Jesús Vallejo: El mito del madridismo con un palmarés imbatible
Un jugador ejemplar y querido en el Santiago Bernabéu
Jesús Vallejo ha logrado, a base de entrega y carácter, ganarse un hueco en el corazón de la afición del Real Madrid. Desde su llegada en 2015 procedente del Zaragoza, Vallejo nunca ha sido un jugador polémico, y precisamente por eso ha logrado evitar el odio que otros futbolistas han sufrido en el Bernabéu, como Bale, Benzema o incluso Cristiano Ronaldo.
Esta estima se manifestó de forma clara en 2024 cuando el público pidió su entrada con el cántico «Saca a Vallejo, Carletto saca a Vallejo«. Además, compañeros como Bellingham han reconocido públicamente que es «un tipo estupendo», mostrando el respeto que genera dentro del vestuario.
Un hombre de club con un palmarés envidiable
El camino de Vallejo ha sido el de un sacrificado jugador de equipo.
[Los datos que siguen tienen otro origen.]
#[cfg(test)]
mod tests {
    use super::*;
    use tempfile::TempDir;
    use tokio::io::AsyncReadExt;
    use tokio::net::TcpListener;
    use tokio::task::JoinHandle;

    const BODY: &[u8] = b"0123456789";

    fn engine(dir: &TempDir) -> HttpTransferEngine {
        HttpTransferEngine::with_client(
            reqwest::Client::new(),
            &dir.path().join("staging"),
            &dir.path().join("sessions"),
            true,
        )
    }

    fn ok_response() -> Vec<u8> {
        let mut response = format!(
            "HTTP/1.1 200 OK\r\nContent-Length: {}\r\nConnection: close\r\n\r\n",
            BODY.len()
        )
        .into_bytes();
        response.extend_from_slice(BODY);
        response
    }

    /// Serves one connection with a canned response, then holds it open for `linger`.
    async fn serve_once(response: Vec<u8>, linger: Duration) -> (Url, JoinHandle<()>) {
        let listener = TcpListener::bind("127.0.0.1:0").await.unwrap();
        let addr = listener.local_addr().unwrap();
        let task = tokio::spawn(async move {
            let (mut socket, _) = listener.accept().await.unwrap();
            let mut request = Vec::new();
            let mut buf = [0u8; 1024];
            while !request.windows(4).any(|w| w == b"\r\n\r\n") {
                let n = socket.read(&mut buf).await.unwrap();
                if n == 0 {
                    break;
                }
                request.extend_from_slice(&buf[..n]);
            }
            socket.write_all(&response).await.unwrap();
            tokio::time::sleep(linger).await;
            let _ = socket.shutdown().await;
        });
        (
            Url::parse(&format!("http://{addr}/video.mp4")).unwrap(),
            task,
        )
    }

    async fn next_terminal(events: &mut mpsc::UnboundedReceiver<TransferEvent>) -> TransferEvent {
        tokio::time::timeout(Duration::from_secs(10), async {
            loop {
                let event = events.recv().await.expect("event channel open");
                if event.is_terminal() {
                    return event;
                }
            }
        })
        .await
        .expect("terminal event in time")
    }

    #[tokio::test]
    async fn start_requires_attach() {
        let dir = TempDir::new().unwrap();
        let engine = engine(&dir);
        let url = Url::parse("http://127.0.0.1:9/a.mp4").unwrap();
        assert!(matches!(
            engine.start(&url).await,
            Err(Error::Transfer(_))
        ));
    }

    #[tokio::test]
    async fn download_reports_progress_then_success() {
        let dir = TempDir::new().unwrap();
        let engine = engine(&dir);
        let mut attachment = engine.attach(&"s".into()).await.unwrap();
        let (url, server) = serve_once(ok_response(), Duration::ZERO).await;

        let handle = engine.start(&url).await.unwrap();
        assert_eq!(handle.source(), &url);

        let mut last_written = 0;
        let artifact = tokio::time::timeout(Duration::from_secs(10), async {
            loop {
                match attachment.events.recv().await.unwrap() {
                    TransferEvent::Progress { written, total, .. } => {
                        assert!(written >= last_written);
                        assert_eq!(total, Some(BODY.len() as u64));
                        last_written = written;
                    }
                    TransferEvent::Success { artifact, handle: h } => {
                        assert_eq!(h, handle);
                        break artifact;
                    }
                    TransferEvent::Failure { error, .. } => panic!("unexpected failure: {error}"),
                }
            }
        })
        .await
        .unwrap();

        assert_eq!(last_written, BODY.len() as u64);
        assert_eq!(std::fs::read(&artifact).unwrap(), BODY);
        assert_eq!(engine.active_transfers(), 0);
        server.await.unwrap();

        // Delivered outcomes are not kept for a later attach.
        let again = engine.attach(&"s".into()).await.unwrap();
        assert!(again.pending.is_empty());
    }

    #[tokio::test]
    async fn http_error_status_is_failure() {
        let dir = TempDir::new().unwrap();
        let engine = engine(&dir);
        let mut attachment = engine.attach(&"s".into()).await.unwrap();
        let response =
            b"HTTP/1.1 404 Not Found\r\nContent-Length: 0\r\nConnection: close\r\n\r\n".to_vec();
        let (url, _server) = serve_once(response, Duration::ZERO).await;

        let handle = engine.start(&url).await.unwrap();
        let event = next_terminal(&mut attachment.events).await;

        let TransferEvent::Failure { handle: h, error } = event else {
            panic!("expected failure, got {event:?}");
        };
        assert_eq!(h, handle);
        assert!(error.contains("404"));
        assert!(!engine.staging_path(&handle).exists());
    }

    #[tokio::test]
    async fn cancel_yields_failure() {
        let dir = TempDir::new().unwrap();
        let engine = engine(&dir);
        let mut attachment = engine.attach(&"s".into()).await.unwrap();
        let stalled =
            b"HTTP/1.1 200 OK\r\nContent-Length: 1000\r\n\r\npartial".to_vec();
        let (url, _server) = serve_once(stalled, Duration::from_secs(30)).await;

        let handle = engine.start(&url).await.unwrap();
        // Wait until the body has started flowing.
        tokio::time::timeout(Duration::from_secs(10), async {
            while let Some(event) = attachment.events.recv().await {
                if matches!(event, TransferEvent::Progress { written, .. } if written > 0) {
                    break;
                }
            }
        })
        .await
        .unwrap();

        engine.cancel(&handle);
        let event = next_terminal(&mut attachment.events).await;
        assert!(matches!(event, TransferEvent::Failure { .. }));
        assert_eq!(engine.active_transfers(), 0);
    }

    #[tokio::test]
    async fn cancel_right_after_start_wins_over_complete_body() {
        let dir = TempDir::new().unwrap();
        let engine = engine(&dir);
        let mut attachment = engine.attach(&"s".into()).await.unwrap();
        let (url, _server) = serve_once(ok_response(), Duration::ZERO).await;

        let handle = engine.start(&url).await.unwrap();
        engine.cancel(&handle);

        let event = next_terminal(&mut attachment.events).await;
        assert_eq!(
            event,
            TransferEvent::Failure {
                handle: handle.clone(),
                error: Error::Cancelled.to_string(),
            }
        );
        assert!(!engine.staging_path(&handle).exists());
    }

    #[tokio::test]
    async fn cancel_after_body_completes_turns_success_into_failure() {
        let dir = TempDir::new().unwrap();
        let engine = engine(&dir);
        let mut attachment = engine.attach(&"s".into()).await.unwrap();
        let url = Url::parse("http://127.0.0.1:9/a.mp4").unwrap();
        let handle = TransferHandle::new(url);
        let token = CancellationToken::new();
        lock(&engine.shared)
            .live
            .insert(handle.id().to_string(), token.clone());

        // The body is on disk and the task is about to report it.
        let part = engine.staging_path(&handle);
        std::fs::create_dir_all(part.parent().unwrap()).unwrap();
        std::fs::write(&part, BODY).unwrap();
        let task = TransferTask {
            client: engine.client.clone(),
            handle: handle.clone(),
            part: part.clone(),
            token,
            session: SessionId::new("s"),
            state_dir: dir.path().join("sessions"),
            cleanup_on_error: true,
            shared: Arc::clone(&engine.shared),
        };
        engine.cancel(&handle);
        task.finish(TransferEvent::Success {
            handle: handle.clone(),
            artifact: part.clone(),
        });

        let event = next_terminal(&mut attachment.events).await;
        assert!(matches!(event, TransferEvent::Failure { handle: h, .. } if h == handle));
        assert!(!part.exists());
        assert_eq!(engine.active_transfers(), 0);
    }

    #[tokio::test]
    async fn outcome_buffered_while_detached_is_delivered_once() {
        let dir = TempDir::new().unwrap();
        let engine = engine(&dir);
        let session = SessionId::new("bg");
        let attachment = engine.attach(&session).await.unwrap();
        drop(attachment);

        let (url, server) = serve_once(ok_response(), Duration::ZERO).await;
        let handle = engine.start(&url).await.unwrap();
        server.await.unwrap();
        tokio::time::timeout(Duration::from_secs(10), async {
            while engine.active_transfers() > 0 {
                tokio::time::sleep(Duration::from_millis(10)).await;
            }
        })
        .await
        .unwrap();

        let first = engine.attach(&session).await.unwrap();
        assert_eq!(first.pending.len(), 1);
        let TransferEvent::Success { handle: h, artifact } = &first.pending[0] else {
            panic!("expected buffered success");
        };
        assert_eq!(h, &handle);
        assert_eq!(std::fs::read(artifact).unwrap(), BODY);

        let second = engine.attach(&session).await.unwrap();
        assert!(second.pending.is_empty());
    }

    #[tokio::test]
    async fn running_transfer_survives_reattach() {
        let dir = TempDir::new().unwrap();
        let engine = engine(&dir);
        let session = SessionId::new("bg");
        let first = engine.attach(&session).await.unwrap();
        let stalled =
            b"HTTP/1.1 200 OK\r\nContent-Length: 1000\r\n\r\npartial".to_vec();
        let (url, _server) = serve_once(stalled, Duration::from_secs(30)).await;
        let handle = engine.start(&url).await.unwrap();

        let mut second = engine.attach(&session).await.unwrap();
        drop(first);
        assert_eq!(second.in_flight, vec![handle.clone()]);
        assert!(second.pending.is_empty());

        engine.cancel(&handle);
        let event = next_terminal(&mut second.events).await;
        assert_eq!(event.handle(), &handle);
    }

    #[tokio::test]
    async fn transfer_from_dead_process_is_reported_interrupted() {
        let dir = TempDir::new().unwrap();
        let session = SessionId::new("bg");
        let handle = TransferHandle::new(Url::parse("https://host/a.mp4").unwrap());
        let mut journal = SessionJournal::new(&dir.path().join("sessions"), &session);
        journal.record_started(&handle);
        journal.save().unwrap();

        let engine = engine(&dir);
        let attachment = engine.attach(&session).await.unwrap();

        assert!(attachment.in_flight.is_empty());
        assert_eq!(
            attachment.pending,
            vec![TransferEvent::Failure {
                handle,
                error: INTERRUPTED.to_string(),
            }]
        );
        let reloaded = SessionJournal::open(&dir.path().join("sessions"), &session).unwrap();
        assert!(reloaded.transfers.is_empty());
    }
}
Tras sus cesiones al Zaragoza y al Eintracht de Frankfurt, volvió al Madrid para apoyar desde la sombra, especialmente durante la etapa de Zidane y más tarde con diferentes entrenadores, a pesar de contar con escaso protagonismo en el campo.
Su contribución ha sido clave en la consecución de un palmarés impresionante: 2 Copas de Europa, 4 Mundiales de Clubes, 3 Supercopas de Europa, 1 Liga española, 1 Copa del Rey y 2 Supercopas de España. Su rol no siempre ha sido titular, pero su compromiso ha sido ejemplar y decisivo cuando lo necesitó el equipo, especialmente en la histórica remontada frente al City de Guardiola en la 22-23, donde lideró la defensa hasta el final.
Más allá del fútbol: El valor de la humildad y el compromiso
En una época donde la presión mediática y las controversias a menudo eclipsan al jugador, Vallejo representa la moderación y la dedicación constante, valores muy apreciados por la derecha española que promueve el trabajo duro y el respeto a las instituciones, en este caso el club más laureado de España y Europa.
Su figura revela cómo el talento acompañado de disciplina puede construir una carrera sólida sin necesidad de generar polémicas mediáticas ni ceder ante la presión de las masas digitales. Sin embargo, llama la atención que un jugador de tal calibre y compromiso no haya recibido más oportunidades, un signo preocupante de la falta de reconocimiento en el fútbol moderno dominado por intereses comerciales y políticos.